Sitting in a hematology conference, I scratched my neck and felt a hard lump: a supraclavicular lump. Those are never good. I thought of cancer, probably metastatic lung. I flashed back to my itchy feet months earlier. Hodgkin’s? God, please. A strange mix of relief and dread washed over me.
After conference, I headed straight to the head of cytopathology.
“Could you please needle my neck mass, because I’m pretty sure I have cancer.”
He smirked doubtfully. Then he felt the hard mass sitting atop my clavicle. Concern replaced the smirk. He and another faculty member did a few passes with the fine needle. Ten minutes and a Diff-Quik stain later, he lowered his gaze from the microscope, his eyes full of pity and spoke, “You need to be staged.”
There is nothing like sitting at a double-headed microscope and staring Reed-Sternberg cells, your own cancerous cells, in the face. How could my body betray me like this?
I stumbled home to break down in private. My wedding was in 6 weeks. I told my fiancé. In the midst of my hysteria, he grasped my shoulders and stared intently into my eyes, his voice low and steady, and promised, “You will get into remission, and we will have our wedding this same time next year.” I tried to believe him, as much as I could.
The next day instead of meeting with a caterer, I met with an oncologist and the general surgeon who would excise the supraclavicular lymph node. Less than a week later, my diagnosis of Hodgkin lymphoma-nodular sclerosing subtype was confirmed. A flurry of tests including a PET scan, pulmonary function tests, an echocardiogram, and one painful bone marrow biopsy declared me stage 3B. I was urged to begin chemotherapy immediately.
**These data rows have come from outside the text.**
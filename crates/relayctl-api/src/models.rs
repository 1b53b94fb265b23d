// Wire models for the device's HTTP, WebSocket, and MQTT surfaces.
//
// Field defaults mirror the firmware's habit of omitting fields it has
// nothing to say about: a missing boolean is `false`, a missing RSSI is 0.

use serde::{Deserialize, Deserializer, Serialize};

// ── HTTP ─────────────────────────────────────────────────────────────

/// `GET /api/status` (and legacy `GET /status`) response.
#[derive(Debug, Clone, Default, PartialEq, Eq, Serialize, Deserialize)]
pub struct DeviceStatus {
    #[serde(default)]
    pub relay1: bool,
    #[serde(default)]
    pub relay2: bool,
    #[serde(default)]
    pub feedback1: bool,
    #[serde(default)]
    pub feedback2: bool,
    #[serde(default)]
    pub error: bool,
    #[serde(default)]
    pub rssi: i32,
    /// Reported by some firmware builds; used to pin an mDNS hit to an IP.
    #[serde(default, skip_serializing_if = "Option::is_none")]
    pub ip: Option<String>,
    /// Legacy firmware only.
    #[serde(default, skip_serializing_if = "Option::is_none")]
    pub wifi_ssid: Option<String>,
}

/// `POST /api/control` request body.
#[derive(Debug, Clone, Copy, PartialEq, Eq, Serialize, Deserialize)]
pub struct ControlRequest {
    pub relay: u8,
    pub state: bool,
}

/// Control acknowledgement, normalised across both HTTP surfaces.
///
/// REST firmware answers `{"success": true}`; legacy firmware answers
/// `{"status": "success", "feedback1": .., "feedback2": ..}`.
#[derive(Debug, Clone, Copy, PartialEq, Eq, Serialize)]
pub struct ControlAck {
    pub success: bool,
    pub feedback1: Option<bool>,
    pub feedback2: Option<bool>,
}

#[derive(Deserialize)]
struct RawControlAck {
    #[serde(default)]
    success: Option<bool>,
    #[serde(default)]
    status: Option<String>,
    #[serde(default)]
    feedback1: Option<bool>,
    #[serde(default)]
    feedback2: Option<bool>,
}

impl<'de> Deserialize<'de> for ControlAck {
    fn deserialize<D: Deserializer<'de>>(deserializer: D) -> Result<Self, D::Error> {
        let raw = RawControlAck::deserialize(deserializer)?;
        let success = raw
            .success
            .unwrap_or_else(|| raw.status.as_deref() == Some("success"));
        Ok(Self {
            success,
            feedback1: raw.feedback1,
            feedback2: raw.feedback2,
        })
    }
}

impl ControlAck {
    /// Feedback echoed in the ack as a partial frame; `None` when the
    /// firmware sent none.
    pub fn feedback_frame(&self) -> Option<StatusFrame> {
        if self.feedback1.is_none() && self.feedback2.is_none() {
            return None;
        }
        Some(StatusFrame {
            feedback1: self.feedback1,
            feedback2: self.feedback2,
            ..StatusFrame::default()
        })
    }
}

/// Per-relay entry of `GET /api/diagnostic`.
#[derive(Debug, Clone, Copy, Default, PartialEq, Eq, Serialize, Deserialize)]
pub struct RelayDiagnostic {
    #[serde(default)]
    pub output: bool,
    #[serde(default)]
    pub feedback: bool,
    #[serde(default, rename = "match")]
    pub matched: bool,
}

/// `GET /api/diagnostic` response.
#[derive(Debug, Clone, Copy, Default, PartialEq, Eq, Serialize, Deserialize)]
pub struct DiagnosticResponse {
    #[serde(default)]
    pub relay1: RelayDiagnostic,
    #[serde(default)]
    pub relay2: RelayDiagnostic,
}

/// `GET /api/discovery` identity probe.
#[derive(Debug, Clone, Default, PartialEq, Eq, Serialize, Deserialize)]
pub struct DiscoveryInfo {
    #[serde(default)]
    pub name: Option<String>,
    #[serde(default)]
    pub ip: Option<String>,
}

impl DiscoveryInfo {
    /// Whether this answer identifies a relay board.
    ///
    /// Accepted when the name contains `marker` or the device reports its IP.
    pub fn identifies(&self, marker: &str) -> bool {
        let named = self.name.as_deref().is_some_and(|n| n.contains(marker));
        let has_ip = self.ip.as_deref().is_some_and(|ip| !ip.is_empty());
        named || has_ip
    }
}

// ── WebSocket ────────────────────────────────────────────────────────

/// Inbound WebSocket frame; every field is optional.
#[derive(Debug, Clone, Copy, Default, PartialEq, Eq, Serialize, Deserialize)]
pub struct StatusFrame {
    #[serde(default)]
    pub relay1: Option<bool>,
    #[serde(default)]
    pub relay2: Option<bool>,
    #[serde(default)]
    pub feedback1: Option<bool>,
    #[serde(default)]
    pub feedback2: Option<bool>,
    #[serde(default)]
    pub error: Option<bool>,
}

/// Outbound WebSocket command frame.
#[derive(Debug, Clone, Copy, PartialEq, Eq, Serialize, Deserialize)]
pub struct ControlFrame {
    pub relay: u8,
    pub state: bool,
    /// Milliseconds since the Unix epoch.
    pub timestamp: i64,
}

impl ControlFrame {
    pub fn now(relay: u8, state: bool) -> Self {
        Self {
            relay,
            state,
            timestamp: chrono::Utc::now().timestamp_millis(),
        }
    }
}

// ── MQTT ─────────────────────────────────────────────────────────────

/// A relay state as firmware publishes it: `true`, `"ON"`, or `1`.
#[derive(Debug, Clone, PartialEq, Serialize, Deserialize)]
#[serde(untagged)]
pub enum StateValue {
    Bool(bool),
    Number(serde_json::Number),
    Text(String),
}

impl StateValue {
    /// Only `true`, `"ON"` and `1` mean on. Everything else is off.
    pub fn is_on(&self) -> bool {
        match self {
            Self::Bool(b) => *b,
            Self::Number(n) => n.as_f64() == Some(1.0),
            Self::Text(s) => s == "ON",
        }
    }
}

/// Payload on `<prefix>/feedback1` and `<prefix>/feedback2`.
#[derive(Debug, Clone, Default, PartialEq, Serialize, Deserialize)]
pub struct FeedbackPayload {
    #[serde(default)]
    pub state: Option<StateValue>,
}

impl FeedbackPayload {
    pub fn is_on(&self) -> bool {
        self.state.as_ref().is_some_and(StateValue::is_on)
    }
}

/// Payload on `<prefix>/status`.
#[derive(Debug, Clone, Default, PartialEq, Eq, Serialize, Deserialize)]
pub struct StatusPayload {
    #[serde(default)]
    pub ip: Option<String>,
}

/// Payload on `<prefix>/error`.
#[derive(Debug, Clone, PartialEq, Eq, Serialize, Deserialize)]
pub struct ErrorPayload {
    #[serde(rename = "errorCode", alias = "code", default)]
    pub error_code: i64,
    #[serde(default)]
    pub message: String,
    /// Milliseconds since the Unix epoch, when the firmware sends one.
    #[serde(default)]
    pub timestamp: Option<i64>,
}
For six months, I lived in two-week cycles. I got a great wig, named her Janet, and continued working. Work was the safe place where the intrusive thoughts of what might happen if I didn’t respond to chemotherapy stayed away. I looked reasonably well. I like to think that aside from my wig, which was a Catherine Zeta-Jones inspired bob, one would never know I was sick. A stranger stopped me in the mall and demanded to know my hairstylist.
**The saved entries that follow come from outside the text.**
//! WebSocket status stream with fixed-delay reconnect.
//!
//! Connects to the board's push socket (`ws://<host>:81`), broadcasts every
//! parsed [`StatusFrame`] and accepts outbound [`ControlFrame`]s while the
//! socket is open. A dropped or refused connection is retried after a fixed
//! delay until the handle is shut down.
//!
//! # Example
//!
//! ```rust,ignore
//! use relayctl_api::websocket::{ReconnectConfig, WebSocketHandle};
//! use tokio_util::sync::CancellationToken;
//!
//! let url = url::Url::parse("ws://192.168.1.100:81/")?;
//! let handle = WebSocketHandle::connect(url, ReconnectConfig::default(), CancellationToken::new());
//! let mut rx = handle.subscribe();
//!
//! while let Ok(frame) = rx.recv().await {
//!     println!("{frame:?}");
//! }
//! ```

use std::time::Duration;

use futures_util::{SinkExt, StreamExt};
use tokio::sync::{broadcast, mpsc, watch};
use tokio_tungstenite::tungstenite::Message;
use tokio_util::sync::CancellationToken;
use url::Url;

use crate::error::Error;
use crate::models::{ControlFrame, StatusFrame};

const FRAME_CHANNEL_CAPACITY: usize = 256;
const OUTBOUND_CHANNEL_CAPACITY: usize = 16;

// ── SocketState ──────────────────────────────────────────────────────

/// Link state of the underlying socket.
#[derive(Debug, Clone, Copy, Default, PartialEq, Eq)]
pub enum SocketState {
    #[default]
    Closed,
    Connecting,
    Open,
}

// ── ReconnectConfig ──────────────────────────────────────────────────

/// Fixed-delay reconnection settings.
#[derive(Debug, Clone, Copy, PartialEq, Eq)]
pub struct ReconnectConfig {
    /// Wait between a close/error and the next attempt. Default: 3s.
    pub delay: Duration,
}

impl Default for ReconnectConfig {
    fn default() -> Self {
        Self {
            delay: Duration::from_secs(3),
        }
    }
}

// ── WebSocketHandle ──────────────────────────────────────────────────

/// Handle to a running WebSocket connection loop.
pub struct WebSocketHandle {
    frame_rx: broadcast::Receiver<StatusFrame>,
    state_rx: watch::Receiver<SocketState>,
    out_tx: mpsc::Sender<String>,
    cancel: CancellationToken,
}

impl WebSocketHandle {
    /// Spawn the connection loop. The first attempt happens in the background.
    pub fn connect(ws_url: Url, reconnect: ReconnectConfig, cancel: CancellationToken) -> Self {
        let (frame_tx, frame_rx) = broadcast::channel(FRAME_CHANNEL_CAPACITY);
        let (state_tx, state_rx) = watch::channel(SocketState::Closed);
        let (out_tx, out_rx) = mpsc::channel(OUTBOUND_CHANNEL_CAPACITY);

        let task_cancel = cancel.clone();
        tokio::spawn(async move {
            ws_loop(ws_url, frame_tx, state_tx, out_rx, reconnect, task_cancel).await;
        });

        Self {
            frame_rx,
            state_rx,
            out_tx,
            cancel,
        }
    }

    /// New receiver for inbound status frames.
    pub fn subscribe(&self) -> broadcast::Receiver<StatusFrame> {
        self.frame_rx.resubscribe()
    }

    /// Watch the socket's link state.
    pub fn state(&self) -> watch::Receiver<SocketState> {
        self.state_rx.clone()
    }

    pub fn is_open(&self) -> bool {
        *self.state_rx.borrow() == SocketState::Open
    }

    /// Queue a command frame. Fails fast unless the socket is open.
    pub fn send(&self, frame: &ControlFrame) -> Result<(), Error> {
        if !self.is_open() {
            return Err(Error::WebSocketNotOpen);
        }
        let text = serde_json::to_string(frame).map_err(|e| Error::Deserialization {
            message: e.to_string(),
            body: String::new(),
        })?;
        self.out_tx
            .try_send(text)
            .map_err(|_| Error::WebSocketNotOpen)
    }

    /// Stop the connection loop and close the socket.
    pub fn shutdown(&self) {
        self.cancel.cancel();
    }
}

// ── Background reconnection loop ─────────────────────────────────────

async fn ws_loop(
    ws_url: Url,
    frame_tx: broadcast::Sender<StatusFrame>,
    state_tx: watch::Sender<SocketState>,
    mut out_rx: mpsc::Receiver<String>,
    reconnect: ReconnectConfig,
    cancel: CancellationToken,
) {
    loop {
        state_tx.send_replace(SocketState::Connecting);

        let result = tokio::select! {
            biased;
            () = cancel.cancelled() => break,
            r = connect_and_read(&ws_url, &frame_tx, &state_tx, &mut out_rx, &cancel) => r,
        };

        state_tx.send_replace(SocketState::Closed);
        match result {
            Ok(()) => tracing::info!(url = %ws_url, "WebSocket closed"),
            Err(e) => tracing::warn!(url = %ws_url, error = %e, "WebSocket error"),
        }

        tracing::debug!(
            delay_ms = u64::try_from(reconnect.delay.as_millis()).unwrap_or(u64::MAX),
            "Waiting before WebSocket reconnect"
        );
        tokio::select! {
            biased;
            () = cancel.cancelled() => break,
            () = tokio::time::sleep(reconnect.delay) => {}
        }
    }

    state_tx.send_replace(SocketState::Closed);
    tracing::debug!("WebSocket loop exiting");
}

// ── Single connection lifecycle ──────────────────────────────────────

async fn connect_and_read(
    url: &Url,
    frame_tx: &broadcast::Sender<StatusFrame>,
    state_tx: &watch::Sender<SocketState>,
    out_rx: &mut mpsc::Receiver<String>,
    cancel: &CancellationToken,
) -> Result<(), Error> {
    tracing::info!(url = %url, "Connecting to WebSocket");

    let (ws_stream, _response) = tokio_tungstenite::connect_async(url.as_str())
        .await
        .map_err(|e| Error::WebSocketConnect(e.to_string()))?;

    // Commands queued while the previous socket was dying are stale.
    while out_rx.try_recv().is_ok() {}

    state_tx.send_replace(SocketState::Open);
    tracing::info!("WebSocket connected");

    let (mut write, mut read) = ws_stream.split();

    loop {
        tokio::select! {
            biased;
            () = cancel.cancelled() => {
                let _ = write.send(Message::Close(None)).await;
                return Ok(());
            }
            Some(text) = out_rx.recv() => {
                tracing::debug!(frame = %text, "WebSocket send");
                write
                    .send(Message::Text(text.into()))
                    .await
                    .map_err(|e| Error::WebSocketConnect(e.to_string()))?;
            }
            frame = read.next() => {
                match frame {
                    Some(Ok(Message::Text(text))) => parse_and_broadcast(&text, frame_tx),
                    Some(Ok(Message::Close(_))) | None => return Ok(()),
                    Some(Err(e)) => return Err(Error::WebSocketConnect(e.to_string())),
                    Some(Ok(_)) => {}
                }
            }
        }
    }
}

// ── Message parsing ──────────────────────────────────────────────────

/// Parse one text frame; malformed frames are logged and dropped.
fn parse_and_broadcast(text: &str, frame_tx: &broadcast::Sender<StatusFrame>) {
    match serde_json::from_str::<StatusFrame>(text) {
        Ok(frame) => {
            let _ = frame_tx.send(frame);
        }
        Err(e) => tracing::debug!(error = %e, "Dropping malformed WebSocket frame"),
    }
}

#[cfg(test)]
#[allow(clippy::unwrap_used)]
mod tests {
    use super::*;

    #[test]
    fn default_reconnect_delay() {
        assert_eq!(ReconnectConfig::default().delay, Duration::from_secs(3));
    }

    #[test]
    fn partial_frame_is_broadcast() {
        let (tx, mut rx) = broadcast::channel(4);
        parse_and_broadcast(r#"{"relay1": true}"#, &tx);
        let frame = rx.try_recv().unwrap();
        assert_eq!(frame.relay1, Some(true));
        assert_eq!(frame.feedback1, None);
    }

    #[test]
    fn malformed_frame_is_dropped() {
        let (tx, mut rx) = broadcast::channel(4);
        parse_and_broadcast("not json", &tx);
        parse_and_broadcast(r#"{"relay1": "yes"}"#, &tx);
        assert!(rx.try_recv().is_err());
    }

    #[tokio::test]
    async fn send_fails_fast_when_not_open() {
        let cancel = CancellationToken::new();
        // Nothing listens on port 9 of the loopback; the loop never opens.
        let url = Url::parse("ws://127.0.0.1:9/").unwrap();
        let handle = WebSocketHandle::connect(url, ReconnectConfig::default(), cancel.clone());
        let err = handle.send(&ControlFrame::now(1, true)).unwrap_err();
        assert!(matches!(err, Error::WebSocketNotOpen));
        handle.shutdown();
    }
}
At the end of twelve treatments, I had a PET scan to see if I’d made it into remission. I was awarded the magic letters: NED, or no evidence of disease. It should have been a happy time. It wasn’t unhappy. It was nothing. There were no guarantees that I wouldn’t relapse and have my life shattered again.
Relapse was all I could think about. For months, I couldn’t drive by the oncology infusion center without waves of nausea crashing over me. The mental trauma seemed to have infected my cells like a virus.
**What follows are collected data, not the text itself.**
#![allow(clippy::unwrap_used)]
// Discovery ordering and timing against a scripted prober on a paused clock.

use std::collections::HashMap;
use std::net::Ipv4Addr;
use std::sync::{Arc, Mutex};
use std::time::Duration;

use async_trait::async_trait;
use pretty_assertions::assert_eq;
use tokio::time::Instant;

use relayctl_core::discovery::Stage;
use relayctl_core::{
    AddressStore, DeviceAddress, Discovery, DiscoveryConfig, LocalNetwork, MemoryAddressStore,
    Prober,
};

/// Answers after a per-address delay; unknown addresses fail at once.
#[derive(Default)]
struct ScriptedProber {
    live: HashMap<String, Duration>,
    probed: Mutex<Vec<String>>,
}

impl ScriptedProber {
    fn live_after(mut self, address: &str, delay_ms: u64) -> Self {
        self.live.insert(address.into(), Duration::from_millis(delay_ms));
        self
    }

    fn probed(&self) -> Vec<String> {
        self.probed.lock().unwrap().clone()
    }
}

#[async_trait]
impl Prober for ScriptedProber {
    async fn probe(&self, candidate: &DeviceAddress, _timeout: Duration) -> bool {
        self.probed.lock().unwrap().push(candidate.to_string());
        match self.live.get(candidate.host()) {
            Some(delay) => {
                tokio::time::sleep(*delay).await;
                true
            }
            None => false,
        }
    }
}

struct FixedNetwork(Option<Ipv4Addr>);

impl LocalNetwork for FixedNetwork {
    fn local_ipv4(&self) -> Option<Ipv4Addr> {
        self.0
    }
}

fn addr(s: &str) -> DeviceAddress {
    s.parse().unwrap()
}

fn statics_only(candidates: &[&str]) -> DiscoveryConfig {
    DiscoveryConfig {
        mdns_host: String::new(),
        subnet_sweep: false,
        static_candidates: candidates.iter().map(|s| addr(s)).collect(),
        ..DiscoveryConfig::default()
    }
}

fn discovery(
    config: DiscoveryConfig,
    prober: &Arc<ScriptedProber>,
    local: Option<Ipv4Addr>,
    cache: &Arc<MemoryAddressStore>,
) -> Discovery {
    Discovery::new(
        config,
        Arc::clone(prober) as Arc<dyn Prober>,
        Arc::new(FixedNetwork(local)),
        Arc::clone(cache) as Arc<dyn AddressStore>,
    )
}

#[tokio::test(start_paused = true)]
async fn stages_run_in_order_and_first_live_wins() {
    let prober = Arc::new(
        ScriptedProber::default()
            .live_after("192.168.50.105", 10)
            .live_after("192.168.1.100", 10),
    );
    let cache = Arc::new(MemoryAddressStore::with_address(addr("192.168.50.9")));
    let config = DiscoveryConfig {
        static_candidates: vec![addr("192.168.1.100")],
        ..DiscoveryConfig::default()
    };
    let d = discovery(config, &prober, Some(Ipv4Addr::new(192, 168, 50, 7)), &cache);

    assert_eq!(d.resolve().await, Some(addr("192.168.50.105")));

    let mut expected = vec!["192.168.50.9".to_string(), "esp32s3.local".to_string()];
    expected.extend((1..=20).chain(100..=105).map(|n| format!("192.168.50.{n}")));
    assert_eq!(prober.probed(), expected);
    assert_eq!(cache.load().unwrap().address, addr("192.168.50.105"));
}

#[tokio::test(start_paused = true)]
async fn slow_candidate_is_abandoned_at_its_timeout() {
    // .100 would answer after 2 s but the static stage allows 500 ms.
    let prober = Arc::new(
        ScriptedProber::default()
            .live_after("192.168.1.100", 2000)
            .live_after("192.168.1.101", 200),
    );
    let cache = Arc::new(MemoryAddressStore::new());
    let d = discovery(
        statics_only(&["192.168.1.100", "192.168.1.101"]),
        &prober,
        None,
        &cache,
    );

    let start = Instant::now();
    assert_eq!(d.resolve().await, Some(addr("192.168.1.101")));
    let elapsed = start.elapsed();

    assert!(elapsed >= Duration::from_millis(700), "elapsed {elapsed:?}");
    assert!(elapsed < Duration::from_millis(750), "elapsed {elapsed:?}");
}

#[tokio::test(start_paused = true)]
async fn concurrent_scan_returns_none() {
    let prober = Arc::new(ScriptedProber::default().live_after("192.168.1.100", 300));
    let cache = Arc::new(MemoryAddressStore::new());
    let d = Arc::new(discovery(statics_only(&["192.168.1.100"]), &prober, None, &cache));

    let first = tokio::spawn({
        let d = Arc::clone(&d);
        async move { d.resolve().await }
    });
    tokio::task::yield_now().await;

    assert!(d.is_scanning());
    assert_eq!(d.resolve().await, None);
    assert_eq!(first.await.unwrap(), Some(addr("192.168.1.100")));
    assert!(!d.is_scanning());
}

#[tokio::test(start_paused = true)]
async fn cached_hit_skips_later_stages() {
    let prober = Arc::new(ScriptedProber::default().live_after("192.168.1.101", 50));
    let cache = Arc::new(MemoryAddressStore::new());

    let first = discovery(
        statics_only(&["192.168.1.100", "192.168.1.101"]),
        &prober,
        None,
        &cache,
    );
    assert_eq!(first.resolve().await, Some(addr("192.168.1.101")));

    // A later session sweeps a subnet too, but the cached entry comes first.
    let config = DiscoveryConfig {
        mdns_host: String::new(),
        ..statics_only(&["192.168.1.100"])
    };
    let config = DiscoveryConfig {
        subnet_sweep: true,
        ..config
    };
    let second = discovery(config, &prober, Some(Ipv4Addr::new(192, 168, 1, 40)), &cache);

    let plan = second.candidates();
    assert_eq!(plan[0].stage, Stage::Cache);
    assert_eq!(plan[0].address, addr("192.168.1.101"));
    assert_eq!(plan[0].timeout, Duration::from_millis(1000));

    let before = prober.probed().len();
    assert_eq!(second.resolve().await, Some(addr("192.168.1.101")));
    assert_eq!(prober.probed().len(), before + 1);
}

#[tokio::test(start_paused = true)]
async fn exhausted_plan_leaves_cache_untouched() {
    let prober = Arc::new(ScriptedProber::default());
    let cache = Arc::new(MemoryAddressStore::new());
    let d = discovery(
        statics_only(&["192.168.1.100", "10.0.0.100"]),
        &prober,
        None,
        &cache,
    );

    assert_eq!(d.resolve().await, None);
    assert_eq!(prober.probed(), vec!["192.168.1.100", "10.0.0.100"]);
    assert!(cache.load().is_none());
}

#[test]
fn subnet_stage_skipped_without_local_address() {
    let prober = Arc::new(ScriptedProber::default());
    let cache = Arc::new(MemoryAddressStore::new());
    let d = discovery(DiscoveryConfig::default(), &prober, None, &cache);

    let plan = d.candidates();
    assert!(plan.iter().all(|c| c.stage != Stage::Subnet));
    assert_eq!(plan[0].stage, Stage::Mdns);
    assert_eq!(plan.len(), 1 + 9);
}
I had anxiety and a lot of trouble sleeping. I failed the boards. I desperately wanted to get back to normal. But I didn’t know what normal was anymore. Looking back, I wanted to pretend that my little cancer was but a blip on the radar. It would not derail my plans. It was over and done. Except it wasn’t.
I saw a psychiatrist. He listened patiently. After a few sessions, he directed, “You’re going to have to be a little Pollyanna about this. Humans are not made to walk around contemplating their mortality all the time.” It clicked. I needed to hear that.
With a lot of reassurance from my fiancé, he and I moved forward with our wedding plans. True to his word, we married nearly a year to the day of our canceled wedding. A professional hairstylist piled my short hair on top of my head making it look like the long, thick hair I had the year before. An air of triumph ruled the day.
Fast forward nine years and two children later. When I think back on that terrifying year, there is a psychological scar, but no active trauma. It either moved out of my cells, or I moved on. Either way, it’s gone.
The thing that remains is gratitude. My friend Ron was right: It did suck to have cancer at the end of residency. But cancer also transformed me into a more clear-eyed and mindful person. And for that evolution, I am forever grateful.
Collin O’Hara is a pathologist.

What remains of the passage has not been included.